# What little known movie do you adore?



## my2¢ (May 31, 2018)

My favorite is the documentary Salesman (1969).  Nice to see those cars again and revisit life back in that era. 

From IMDB: 
Four relentless door-to-door salesmen deal with constant rejection, homesickness and inevitable burnout as they go across the country selling very expensive bibles to low-income Catholic families. ​I've watched it multiple times over the years and found it on YouTube last night.

​
​


----------



## Stratford57 (May 31, 2018)

A Soviet (Georgian) movie where an old lady asks everybody: "Will this road take me to the church?" and always receives an answer: "No, this particular road is not taking you to the church." And so on and on. At the end of the movie the lady says: "Why would _anybody_ need a road if it doesn't take you to the church?"


Several years ago I thought this movie didn't make any sense. Now I can see it makes a lot of sense...


----------



## candycorn (May 31, 2018)

my2¢ said:


> My favorite is the documentary Salesman (1969).  Nice to see those cars again and revisit life back in that era.
> 
> From IMDB:
> Four relentless door-to-door salesmen deal with constant rejection, homesickness and inevitable burnout as they go across the country selling very expensive bibles to low-income Catholic families.​I've watched it multiple times over the years and found it on YouTube last night.
> ...



Oh, there are a lot of them:

Twilight of the Golds is one of them.  It’s a complex story about a test that will tell if your unborn child will be born homosexual and (at the time it was not acceptable)the centerpiece of the movie.

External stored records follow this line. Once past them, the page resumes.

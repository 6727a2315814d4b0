//! Operating modes
//!
//! # Configuration Sources (in priority order)
//!
//! 1. Environment variables: `STRAND_SAFE_MODE=1`
//! 2. Config file passed to [`Config::load_from_file`]
//! 3. Defaults
//!
//! # Example Config File
//!
//! ```toml
//! [strand]
//! node_reuse = true
//! plug_reuse = true
//! timings = false
//! rogue_mode = false   # skip destruction tracking, unsafe
//! safe_mode = false    # disable every optimisation
//! undo = true
//! ```

use std::path::Path;

use serde::{Deserialize, Serialize};
use thiserror::Error;

#[derive(Debug, Error)]
pub enum ConfigError {
    #[error("failed to read config file: {0}")]
    Io(#[from] std::io::Error),

    #[error("failed to parse config: {0}")]
    Parse(#[from] toml::de::Error),
}

/// Access layer configuration
#[derive(Debug, Clone, PartialEq, Eq, Serialize, Deserialize)]
#[serde(default)]
pub struct Config {
    /// Keep one wrapper per live node in the identity table
    pub node_reuse: bool,
    /// Cache plug lookups per node and per attribute path
    pub plug_reuse: bool,
    /// Log elapsed time of hot operations
    pub timings: bool,
    /// Skip destruction subscriptions entirely
    ///
    /// Using a wrapper after its node is destroyed is then undefined.
    pub rogue_mode: bool,
    /// Accept hosts older than the minimum supported version
    pub ignore_version: bool,
    /// Disable every optimisation
    pub safe_mode: bool,
    /// Register committed modifiers with the host undo stack
    pub undo: bool,
}

impl Default for Config {
    fn default() -> Self {
        Self {
            node_reuse: true,
            plug_reuse: true,
            timings: false,
            rogue_mode: false,
            ignore_version: false,
            safe_mode: false,
            undo: true,
        }
    }
}

#[derive(Deserialize)]
struct ConfigFile {
    #[serde(default)]
    strand: Config,
}

fn parse_flag(value: &str) -> Option<bool> {
    match value.trim().to_lowercase().as_str() {
        "1" | "true" | "yes" | "on" => Some(true),
        "0" | "false" | "no" | "off" | "" => Some(false),
        _ => None,
    }
}

impl Config {
    /// Defaults overlaid with `STRAND_*` environment variables
    pub fn from_env() -> Self {
        Self::default().with_vars(|key| std::env::var(key).ok())
    }

    /// Overlay variables provided by `lookup` on top of `self`
    pub fn with_vars(mut self, lookup: impl Fn(&str) -> Option<String>) -> Self {
        let flags: [(&str, &mut bool); 7] = [
            ("STRAND_NODE_REUSE", &mut self.node_reuse),
            ("STRAND_PLUG_REUSE", &mut self.plug_reuse),
            ("STRAND_TIMINGS", &mut self.timings),
            ("STRAND_ROGUE_MODE", &mut self.rogue_mode),
            ("STRAND_IGNORE_VERSION", &mut self.ignore_version),
            ("STRAND_SAFE_MODE", &mut self.safe_mode),
            ("STRAND_UNDO", &mut self.undo),
        ];

        for (key, slot) in flags {
            if let Some(raw) = lookup(key) {
                match parse_flag(&raw) {
                    Some(value) => *slot = value,
                    None => log::warn!("Ignoring {}={:?}: expected a boolean", key, raw),
                }
            }
        }

        self
    }

    /// Parse the `[strand]` table of a TOML document
    pub fn from_toml_str(content: &str) -> Result<Self, ConfigError> {
        let file: ConfigFile = toml::from_str(content)?;
        Ok(file.strand)
    }

    /// Load a TOML file, then apply environment overrides
    pub fn load_from_file(path: impl AsRef<Path>) -> Result<Self, ConfigError> {
        let path = path.as_ref();
        let content = std::fs::read_to_string(path)?;
        let config = Self::from_toml_str(&content)?.with_vars(|key| std::env::var(key).ok());
        log::info!("Loaded strand config from {}", path.display());
        Ok(config)
    }

    /// Resolve interactions between flags
    ///
    /// Safe mode turns off reuse and rogue mode.
    pub fn effective(&self) -> Self {
        let mut config = self.clone();
        if config.safe_mode {
            config.node_reuse = false;
            config.plug_reuse = false;
            config.rogue_mode = false;
        }
        config
    }

    /// Whether destruction tracking is skipped
    pub fn is_rogue(&self) -> bool {
        self.rogue_mode && !self.safe_mode
    }
}

#[cfg(test)]
mod tests {
    use super::*;
    use std::collections::HashMap;

    #[test]
    fn test_defaults() {
        let config = Config::default();
        assert!(config.node_reuse);
        assert!(config.plug_reuse);
        assert!(config.undo);
        assert!(!config.is_rogue());
    }

    #[test]
    fn test_env_overlay() {
        let vars: HashMap<&str, &str> = [
            ("STRAND_NODE_REUSE", "0"),
            ("STRAND_TIMINGS", "yes"),
            ("STRAND_UNDO", "maybe"),
        ]
        .into_iter()
        .collect();

        let config = Config::default().with_vars(|k| vars.get(k).map(|v| v.to_string()));
        assert!(!config.node_reuse);
        assert!(config.timings);
        // Unparseable values leave the default in place
        assert!(config.undo);
    }

    #[test]
    fn test_safe_mode_wins() {
        let config = Config {
            safe_mode: true,
            rogue_mode: true,
            ..Config::default()
        };
        assert!(!config.is_rogue());

        let effective = config.effective();
        assert!(!effective.node_reuse);
        assert!(!effective.plug_reuse);
        assert!(!effective.rogue_mode);
        assert!(effective.undo);
    }

    #[test]
    fn test_toml() {
        let config = Config::from_toml_str("[strand]\nrogue_mode = true\nplug_reuse = false\n").unwrap();
        assert!(config.is_rogue());
        assert!(!config.plug_reuse);
        assert!(config.node_reuse);

        assert_eq!(Config::from_toml_str("").unwrap(), Config::default());
        assert!(Config::from_toml_str("[strand]\nundo = 3").is_err());
    }
}
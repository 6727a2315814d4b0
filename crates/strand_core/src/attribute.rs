//! Declarative attribute specifications
//!
//! Used when adding dynamic attributes to a node. Specs are plain data so
//! that a removed attribute can be handed back and re-added on undo.

use crate::unit::UnitKind;
use crate::value::Value;

/// Storage type of an attribute
#[derive(Debug, Clone, PartialEq)]
pub enum AttributeType {
    Bool,
    Long,
    Double,
    String,
    /// Integer index into a list of field names
    Enum(Vec<String>),
    /// Connection-only attribute with no value
    Message,
    Matrix,
    Distance,
    Angle,
    Time,
    /// Opaque blob data such as geometry
    Data,
    Compound(Vec<AttributeSpec>),
}

impl AttributeType {
    pub fn name(&self) -> &'static str {
        match self {
            Self::Bool => "bool",
            Self::Long => "long",
            Self::Double => "double",
            Self::String => "string",
            Self::Enum(_) => "enum",
            Self::Message => "message",
            Self::Matrix => "matrix",
            Self::Distance => "doubleLinear",
            Self::Angle => "doubleAngle",
            Self::Time => "time",
            Self::Data => "typed",
            Self::Compound(_) => "compound",
        }
    }

    pub fn unit_kind(&self) -> Option<UnitKind> {
        match self {
            Self::Distance => Some(UnitKind::Distance),
            Self::Angle => Some(UnitKind::Angle),
            Self::Time => Some(UnitKind::Time),
            _ => None,
        }
    }

    pub fn is_numeric(&self) -> bool {
        matches!(
            self,
            Self::Bool | Self::Long | Self::Double | Self::Enum(_) | Self::Distance | Self::Angle | Self::Time
        )
    }
}

/// Specification of a single attribute, possibly compound
#[derive(Debug, Clone, PartialEq)]
pub struct AttributeSpec {
    pub name: String,
    pub short_name: Option<String>,
    pub ty: AttributeType,
    pub default: Option<Value>,
    pub array: bool,
    pub keyable: bool,
}

impl AttributeSpec {
    pub fn new(name: impl Into<String>, ty: AttributeType) -> Self {
        Self {
            name: name.into(),
            short_name: None,
            ty,
            default: None,
            array: false,
            keyable: false,
        }
    }

    pub fn bool(name: impl Into<String>) -> Self {
        Self::new(name, AttributeType::Bool)
    }

    pub fn long(name: impl Into<String>) -> Self {
        Self::new(name, AttributeType::Long)
    }

    pub fn double(name: impl Into<String>) -> Self {
        Self::new(name, AttributeType::Double)
    }

    pub fn string(name: impl Into<String>) -> Self {
        Self::new(name, AttributeType::String)
    }

    pub fn enumeration<S: Into<String>>(name: impl Into<String>, fields: impl IntoIterator<Item = S>) -> Self {
        Self::new(name, AttributeType::Enum(fields.into_iter().map(Into::into).collect()))
    }

    pub fn message(name: impl Into<String>) -> Self {
        Self::new(name, AttributeType::Message)
    }

    pub fn matrix(name: impl Into<String>) -> Self {
        Self::new(name, AttributeType::Matrix)
    }

    pub fn distance(name: impl Into<String>) -> Self {
        Self::new(name, AttributeType::Distance)
    }

    pub fn angle(name: impl Into<String>) -> Self {
        Self::new(name, AttributeType::Angle)
    }

    pub fn time(name: impl Into<String>) -> Self {
        Self::new(name, AttributeType::Time)
    }

    pub fn data(name: impl Into<String>) -> Self {
        Self::new(name, AttributeType::Data)
    }

    pub fn compound(name: impl Into<String>, children: Vec<AttributeSpec>) -> Self {
        Self::new(name, AttributeType::Compound(children))
    }

    /// Compound of three children suffixed X, Y and Z
    fn triple(name: impl Into<String>, child: fn(String) -> AttributeSpec) -> Self {
        let name = name.into();
        let children = ["X", "Y", "Z"]
            .iter()
            .map(|axis| child(format!("{}{}", name, axis)))
            .collect();
        Self::compound(name, children)
    }

    pub fn double3(name: impl Into<String>) -> Self {
        Self::triple(name, Self::double)
    }

    pub fn distance3(name: impl Into<String>) -> Self {
        Self::triple(name, Self::distance)
    }

    pub fn angle3(name: impl Into<String>) -> Self {
        Self::triple(name, Self::angle)
    }

    pub fn with_short_name(mut self, short: impl Into<String>) -> Self {
        self.short_name = Some(short.into());
        self
    }

    pub fn with_default(mut self, value: impl Into<Value>) -> Self {
        self.default = Some(value.into());
        self
    }

    pub fn array(mut self) -> Self {
        self.array = true;
        self
    }

    pub fn keyable(mut self, keyable: bool) -> Self {
        self.keyable = keyable;
        self
    }

    pub fn children(&self) -> &[AttributeSpec] {
        match &self.ty {
            AttributeType::Compound(children) => children,
            _ => &[],
        }
    }

    pub fn unit_kind(&self) -> Option<UnitKind> {
        self.ty.unit_kind()
    }

    /// Value of a freshly created, never written attribute
    pub fn default_value(&self) -> Value {
        if let Some(default) = &self.default {
            return default.clone();
        }
        match &self.ty {
            AttributeType::Bool => Value::Bool(false),
            AttributeType::Long | AttributeType::Enum(_) => Value::Int(0),
            AttributeType::Double
            | AttributeType::Distance
            | AttributeType::Angle
            | AttributeType::Time => Value::Float(0.0),
            AttributeType::String => Value::String(String::new()),
            AttributeType::Matrix => Value::identity(),
            AttributeType::Message | AttributeType::Data => Value::Null,
            AttributeType::Compound(children) => {
                Value::Array(children.iter().map(|c| c.default_value()).collect())
            }
        }
    }

    /// Convert `value` to this attribute's storage type
    ///
    /// Returns `None` when the value cannot be stored here.
    pub fn coerce(&self, value: &Value) -> Option<Value> {
        match &self.ty {
            AttributeType::Bool => value.as_bool().map(Value::Bool),
            AttributeType::Long => value.as_int().map(Value::Int),
            AttributeType::Enum(fields) => match value {
                Value::String(s) => fields
                    .iter()
                    .position(|f| f == s)
                    .map(|i| Value::Int(i as i64)),
                other => other.as_int().map(Value::Int),
            },
            AttributeType::Double
            | AttributeType::Distance
            | AttributeType::Angle
            | AttributeType::Time => value.as_float().map(Value::Float),
            AttributeType::String => value.as_str().map(|s| Value::String(s.to_string())),
            AttributeType::Matrix => value.as_matrix().map(Value::Matrix),
            AttributeType::Message => None,
            AttributeType::Data => match value {
                Value::Bytes(_) | Value::Null => Some(value.clone()),
                _ => None,
            },
            AttributeType::Compound(children) => {
                let items = value.as_array()?;
                if items.len() != children.len() {
                    return None;
                }
                children
                    .iter()
                    .zip(items)
                    .map(|(c, v)| c.coerce(v))
                    .collect::<Option<Vec<_>>>()
                    .map(Value::Array)
            }
        }
    }
}
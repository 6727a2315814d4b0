//! The host's single global undo stack

use strand_core::UndoFn;

/// One user-visible undo step
pub struct UndoStep {
    pub name: String,
    pub(crate) undo: UndoFn,
    pub(crate) redo: UndoFn,
}

/// Undo/redo history stack.
pub struct UndoStack {
    /// Steps that can be undone
    undo_stack: Vec<UndoStep>,
    /// Steps that can be redone
    redo_stack: Vec<UndoStep>,
    /// Maximum history size
    max_size: usize,
}

impl Default for UndoStack {
    fn default() -> Self {
        Self::new()
    }
}

impl UndoStack {
    /// Default maximum history size.
    pub const DEFAULT_MAX_SIZE: usize = 1000;

    pub fn new() -> Self {
        Self::with_capacity(Self::DEFAULT_MAX_SIZE)
    }

    pub fn with_capacity(max_size: usize) -> Self {
        Self {
            undo_stack: Vec::new(),
            redo_stack: Vec::new(),
            max_size,
        }
    }

    pub fn can_undo(&self) -> bool {
        !self.undo_stack.is_empty()
    }

    pub fn can_redo(&self) -> bool {
        !self.redo_stack.is_empty()
    }

    /// Name of the step `undo` would revert
    pub fn undo_description(&self) -> Option<&str> {
        self.undo_stack.last().map(|s| s.name.as_str())
    }

    pub fn redo_description(&self) -> Option<&str> {
        self.redo_stack.last().map(|s| s.name.as_str())
    }

    /// Push a step whose forward action has already run
    pub fn push(&mut self, step: UndoStep) {
        self.undo_stack.push(step);
        self.redo_stack.clear();

        while self.undo_stack.len() > self.max_size {
            self.undo_stack.remove(0);
        }
    }

    pub fn pop_undo(&mut self) -> Option<UndoStep> {
        self.undo_stack.pop()
    }

    pub fn pop_redo(&mut self) -> Option<UndoStep> {
        self.redo_stack.pop()
    }

    /// Return a redone step to the undo stack without clearing redo
    pub fn push_to_undo(&mut self, step: UndoStep) {
        self.undo_stack.push(step);
    }

    pub fn push_to_redo(&mut self, step: UndoStep) {
        self.redo_stack.push(step);
    }

    pub fn clear(&mut self) {
        self.undo_stack.clear();
        self.redo_stack.clear();
    }

    pub fn undo_count(&self) -> usize {
        self.undo_stack.len()
    }

    pub fn redo_count(&self) -> usize {
        self.redo_stack.len()
    }
}

#[cfg(test)]
mod tests {
    use super::*;

    fn step(name: &str) -> UndoStep {
        UndoStep {
            name: name.to_string(),
            undo: Box::new(|| Ok(())),
            redo: Box::new(|| Ok(())),
        }
    }

    #[test]
    fn test_push_clears_redo() {
        let mut stack = UndoStack::new();
        stack.push(step("a"));
        let a = stack.pop_undo().unwrap();
        stack.push_to_redo(a);
        assert!(stack.can_redo());

        stack.push(step("b"));
        assert!(!stack.can_redo());
        assert_eq!(stack.undo_description(), Some("b"));
    }

    #[test]
    fn test_trims_to_capacity() {
        let mut stack = UndoStack::with_capacity(2);
        stack.push(step("a"));
        stack.push(step("b"));
        stack.push(step("c"));
        assert_eq!(stack.undo_count(), 2);
        assert_eq!(stack.pop_undo().map(|s| s.name), Some("c".to_string()));
        assert_eq!(stack.pop_undo().map(|s| s.name), Some("b".to_string()));
    }
}
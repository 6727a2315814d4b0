//! Node type registry
//!
//! Ships a small set of builtin types covering each [`NodeKind`]. Embedders
//! may register more through [`MemoryHost::register_type`](crate::MemoryHost::register_type).

use std::collections::HashMap;

use strand_core::{AttributeSpec, NodeKind};

/// Definition of a creatable node type
#[derive(Debug, Clone)]
pub struct NodeType {
    pub name: String,
    pub kind: NodeKind,
    /// Writable attributes
    pub attributes: Vec<AttributeSpec>,
    /// Attributes computed by the host on read
    pub outputs: Vec<AttributeSpec>,
}

impl NodeType {
    pub fn new(name: impl Into<String>, kind: NodeKind) -> Self {
        Self {
            name: name.into(),
            kind,
            attributes: common_attributes(),
            outputs: Vec::new(),
        }
    }

    pub fn with_attribute(mut self, spec: AttributeSpec) -> Self {
        self.attributes.push(spec);
        self
    }

    pub fn with_output(mut self, spec: AttributeSpec) -> Self {
        self.outputs.push(spec);
        self
    }
}

fn common_attributes() -> Vec<AttributeSpec> {
    vec![
        AttributeSpec::message("message").with_short_name("msg"),
        AttributeSpec::bool("caching").with_short_name("cch"),
    ]
}

/// Keyable XYZ compound with short child names
fn axes(name: &str, short: &str, child: fn(String) -> AttributeSpec, default: f64) -> AttributeSpec {
    let children = [("X", "x"), ("Y", "y"), ("Z", "z")]
        .iter()
        .map(|(long_axis, short_axis)| {
            child(format!("{}{}", name, long_axis))
                .with_short_name(format!("{}{}", short, short_axis))
                .with_default(default)
                .keyable(true)
        })
        .collect();
    AttributeSpec::compound(name, children)
        .with_short_name(short)
        .keyable(true)
}

fn transform(name: &str) -> NodeType {
    NodeType::new(name, NodeKind::Dag)
        .with_attribute(axes("translate", "t", AttributeSpec::distance, 0.0))
        .with_attribute(axes("rotate", "r", AttributeSpec::angle, 0.0))
        .with_attribute(axes("scale", "s", AttributeSpec::double, 1.0))
        .with_attribute(
            AttributeSpec::bool("visibility")
                .with_short_name("v")
                .with_default(true)
                .keyable(true),
        )
}

fn binary_math(name: &str) -> NodeType {
    NodeType::new(name, NodeKind::Plain)
        .with_attribute(AttributeSpec::double("input1").with_short_name("i1").keyable(true))
        .with_attribute(AttributeSpec::double("input2").with_short_name("i2").keyable(true))
        .with_output(AttributeSpec::double("output").with_short_name("o"))
}

fn anim_curve(name: &str, output: fn(String) -> AttributeSpec) -> NodeType {
    NodeType::new(name, NodeKind::AnimCurve)
        .with_output(output("output".to_string()).with_short_name("o"))
}

pub struct TypeRegistry {
    types: HashMap<String, NodeType>,
}

impl TypeRegistry {
    pub fn empty() -> Self {
        Self {
            types: HashMap::new(),
        }
    }

    /// Registry preloaded with the builtin types
    pub fn builtin() -> Self {
        let mut registry = Self::empty();
        registry.register(transform("transform"));
        registry.register(
            transform("joint").with_attribute(
                AttributeSpec::double("radius")
                    .with_short_name("radi")
                    .with_default(1.0),
            ),
        );
        registry.register(
            NodeType::new("mesh", NodeKind::Dag)
                .with_attribute(AttributeSpec::data("inMesh").with_short_name("i"))
                .with_attribute(AttributeSpec::data("outMesh").with_short_name("o")),
        );
        registry.register(NodeType::new("network", NodeKind::Plain));
        registry.register(binary_math("multDoubleLinear"));
        registry.register(binary_math("addDoubleLinear"));
        registry.register(NodeType::new("objectSet", NodeKind::Set));
        registry.register(anim_curve("animCurveTL", AttributeSpec::distance));
        registry.register(anim_curve("animCurveTA", AttributeSpec::angle));
        registry.register(anim_curve("animCurveTU", AttributeSpec::double));
        registry.register(anim_curve("animCurveTT", AttributeSpec::time));
        registry
    }

    /// Register a type, replacing any previous one of the same name
    pub fn register(&mut self, ty: NodeType) {
        self.types.insert(ty.name.clone(), ty);
    }

    pub fn get(&self, name: &str) -> Option<&NodeType> {
        self.types.get(name)
    }

    pub fn len(&self) -> usize {
        self.types.len()
    }

    pub fn is_empty(&self) -> bool {
        self.types.is_empty()
    }
}

impl Default for TypeRegistry {
    fn default() -> Self {
        Self::builtin()
    }
}
//! Hash-keyed table of live wrappers
//!
//! Entries are non-owning. A wrapper nobody holds any more simply fails to
//! upgrade and is pruned on the next lookup of its hash.

use std::collections::HashMap;
use std::sync::{Arc, Weak};

use strand_core::NodeHandle;

use crate::node::NodeInner;

#[derive(Default)]
pub(crate) struct IdentityTable {
    entries: HashMap<u64, Weak<NodeInner>>,
}

impl IdentityTable {
    pub fn new() -> Self {
        Self::default()
    }

    /// The live wrapper registered under `hash`, if any
    pub fn get(&mut self, hash: u64) -> Option<Arc<NodeInner>> {
        let entry = self.entries.get(&hash)?;
        match entry.upgrade() {
            Some(inner) => Some(inner),
            None => {
                self.entries.remove(&hash);
                None
            }
        }
    }

    pub fn insert(&mut self, hash: u64, inner: &Arc<NodeInner>) {
        self.entries.insert(hash, Arc::downgrade(inner));
    }

    /// Remove the entry for `hash` only if it still refers to `inner`
    ///
    /// A recycled hash may already belong to a newer wrapper.
    pub fn remove(&mut self, hash: u64, inner: *const NodeInner) -> bool {
        match self.entries.get(&hash) {
            Some(entry) if std::ptr::eq(entry.as_ptr(), inner) => {
                self.entries.remove(&hash);
                true
            }
            _ => false,
        }
    }

    /// Linear scan for the wrapper of a handle whose hash is no longer known
    pub fn by_handle(&mut self, handle: NodeHandle) -> Option<Arc<NodeInner>> {
        self.entries
            .values()
            .filter_map(Weak::upgrade)
            .find(|inner| inner.handle == handle)
    }

    pub fn clear(&mut self) {
        self.entries.clear();
    }

    pub fn len(&self) -> usize {
        self.entries.len()
    }
}
//! Reuse counters and optional timing

use std::sync::atomic::{AtomicU64, Ordering};
use std::time::Instant;

use serde::Serialize;

/// Counters kept per session
#[derive(Debug, Default)]
pub struct Stats {
    node_init: AtomicU64,
    node_reuse: AtomicU64,
    plug_reuse: AtomicU64,
    last_timing_us: AtomicU64,
}

/// Point-in-time copy of [`Stats`]
#[derive(Debug, Clone, Copy, Default, PartialEq, Eq, Serialize)]
pub struct StatsSnapshot {
    /// Wrappers constructed from scratch
    pub node_init: u64,
    /// Wrappers returned from the identity table
    pub node_reuse: u64,
    /// Plugs returned from a wrapper's plug cache
    pub plug_reuse: u64,
    pub last_timing_us: u64,
}

impl Stats {
    pub(crate) fn record_init(&self) {
        self.node_init.fetch_add(1, Ordering::Relaxed);
    }

    pub(crate) fn record_node_reuse(&self) {
        self.node_reuse.fetch_add(1, Ordering::Relaxed);
    }

    pub(crate) fn record_plug_reuse(&self) {
        self.plug_reuse.fetch_add(1, Ordering::Relaxed);
    }

    pub fn snapshot(&self) -> StatsSnapshot {
        StatsSnapshot {
            node_init: self.node_init.load(Ordering::Relaxed),
            node_reuse: self.node_reuse.load(Ordering::Relaxed),
            plug_reuse: self.plug_reuse.load(Ordering::Relaxed),
            last_timing_us: self.last_timing_us.load(Ordering::Relaxed),
        }
    }

    pub fn reset(&self) {
        self.node_init.store(0, Ordering::Relaxed);
        self.node_reuse.store(0, Ordering::Relaxed);
        self.plug_reuse.store(0, Ordering::Relaxed);
        self.last_timing_us.store(0, Ordering::Relaxed);
    }
}

/// Scope guard recording how long a wrapper construction took
pub(crate) struct Timing<'a> {
    stats: &'a Stats,
    label: &'static str,
    start: Option<Instant>,
}

impl<'a> Timing<'a> {
    pub fn start(stats: &'a Stats, label: &'static str, enabled: bool) -> Self {
        Self {
            stats,
            label,
            start: enabled.then(Instant::now),
        }
    }
}

impl Drop for Timing<'_> {
    fn drop(&mut self) {
        if let Some(start) = self.start {
            let micros = start.elapsed().as_micros() as u64;
            self.stats.last_timing_us.store(micros, Ordering::Relaxed);
            log::debug!("{} took {}us", self.label, micros);
        }
    }
}
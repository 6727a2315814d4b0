//! # strand_core - Host Boundary Primitives
//!
//! Everything the access layer needs to talk to a live scene-graph host,
//! and nothing more:
//! - **Handles**: opaque node and plug references plus subscription ids
//! - **Values**: a dynamic value type for attribute reads and writes
//! - **Units**: distance/angle/time conversion to and from native units
//! - **Attributes**: declarative attribute specs for dynamic attributes
//! - **Host**: the trait a scene engine implements to be wrapped
//! - **Config**: environment/TOML driven operating modes
//!
//! ## Philosophy
//! The host owns all scene state. This crate only describes the seam.

pub mod handle;
pub mod value;
pub mod unit;
pub mod attribute;
pub mod error;
pub mod host;
pub mod config;

pub use handle::{NodeHandle, AttributeId, PlugHandle, SubscriptionId};
pub use value::Value;
pub use unit::{Unit, UnitKind};
pub use attribute::{AttributeSpec, AttributeType};
pub use error::{HostError, HostResult};
pub use host::{
    DestroyCallback, Host, Interpolation, Key, NodeKind, NodeSnapshot, PlugInfo,
    SnapshotConnection, UndoFn,
};
pub use config::{Config, ConfigError};

/// Re-export commonly used types
pub mod prelude {
    pub use crate::handle::{NodeHandle, PlugHandle};
    pub use crate::value::Value;
    pub use crate::unit::{Unit, UnitKind};
    pub use crate::attribute::{AttributeSpec, AttributeType};
    pub use crate::error::{HostError, HostResult};
    pub use crate::host::{Host, Interpolation, NodeKind};
    pub use crate::config::Config;
}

It stars a young Brendan Frasier and Jennifer Beals.

Unhook the Stars is another.  An aging woman is asked to take care of her grandchild and realizes that her son is basically using her as a nanny.  Great ending.

One day in September is a gripping gritty documentary about the terrorist attack at the 1972 Summer Olympics.  Not to be missed.  Narrated by Michael Douglas.  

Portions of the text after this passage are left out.